This is Real Dictators. Stalin found Russia with the wooden plough and he left it with atomic weapons and all
prepared for the space age in fact, which is a staggering achievement in 30 years.
Stalin's achievements were astonishing.
He'd created an industrial Russia.
He'd created a larger empire than any of the Tsars.
He'd conquered the whole of Eastern Europe.
He'd defeated Japan.
He left Russia as a nuclear and industrial power
and one of the two superpowers.
He wasn't a maniac.
He did this calmly, in full consideration, without any hysteria.
He managed the whole process and eliminated all opposition,
and he did it over a longer period.
He caused more death and more suffering than even Hitler.
It's a close-run thing, but I think perhaps he gets the prize
as the most evil thing the human race has ever produced.
In one sense, he was probably the most successful ruler
that Russia ever had.
In another sense, he'd achieved this at an absolutely
unacceptable price.
The casualties of 20 million people,
the suffering of 18 million people who went through
the Gulag camps, which were hell on earth.
The number of people, families destroyed,
it was totally unacceptable and unnecessary.
Stalin's propaganda was extremely effective,
and we have accounts of how he would work
late into the night developing slogans.
If Stalin had been born in the United States,
he would have been a first-class advertising executive
because he knew, he really understood how to get people to buy what he's selling. He was a master at that.
It's 1917, and in the Russian capital city of Petrograd, rebellion is in the air.
For 300 years, the Romanov dynasty has ruled the Russian Empire.
The trauma of the First World War is weighing heavy,
and there's a dire economic outlook at home.
The Emperor Tsar Nicholas II has lost his grip on power.
Russia is ripe for revolution.
Twilight.
200 communist insurgents hurry through the back streets of the city.
Among these faces drawn from all the far reaches of Russia and its empire is an American.
John Reed came to Russia as a journalist,
but since arriving he's embraced the far-left politics of the revolution.
And now, as night falls,
Reed finds himself borne through the streets by the throng of Bolsheviks.
The Winter Palace is a vast building set in the middle of a square.
The palace is the prime target for the swarming rebels.
It's the seat of government.
It's everything the Bolsheviks loathed about their emperor.
The palace is fabulously ornate, full of the finest European art,
pieces by all the masters, carefully accumulated over hundreds of years.
It has 1,500 rooms and 117 staircases.
The aristocrats living here have a choice of over 1,900 windows,
through which they peer down at their imperial subjects.

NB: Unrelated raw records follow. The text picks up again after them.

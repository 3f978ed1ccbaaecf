//! REST API for the booking concierge.
//!
//! A thin axum layer over [`crate::context::AppContext`]: every handler
//! delegates to the context and maps its typed errors onto HTTP responses.

pub mod extract;
pub mod handlers;
pub mod middleware;
pub mod routing;
pub mod startup;
pub mod types;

The light of a thousand candelabras stream out onto the square.
Many of the imperial guards have deserted their posts.
The doors to the palace stand wide open and unobstructed.
The American, John Reed, is swept inside.
Face to face with untold luxuries.
The communist revolutionaries just can't help themselves.
They batter open the doors and cabinets that surround them and begin looting the place for
all it's worth. Glassware, fine fabrics, torn down curtains, the finest crockery litter the
floor. One man passes Reed, balancing a bronze clock on his shoulder. Another man attaches a
plume of ostrich feathers
to his hat. Then someone cries out down the corridor, Comrades, don't touch anything,
don't take anything. This is the property of the people. Discipline returns. The loot clatters to
the floor. The revolution spreads through the building. Palace servants stand about in their blue, red and gold uniforms, unsure what to do with themselves.
In one room, adorned with crimson hangings, there's a long table littered with paperwork.
A government meeting took place here just hours ago.
Russia has been turned on its head in a moment.
John Reed's story is nearing its end.
He'll soon be dead of spotted typhus.
But this revolution, the October Revolution, as it will be now, is only getting started.
As coups go, so far, this one has been almost bloodless.
But now Russia will embark on five years of brutal civil war.
And after that, 69 years of totalitarian communism.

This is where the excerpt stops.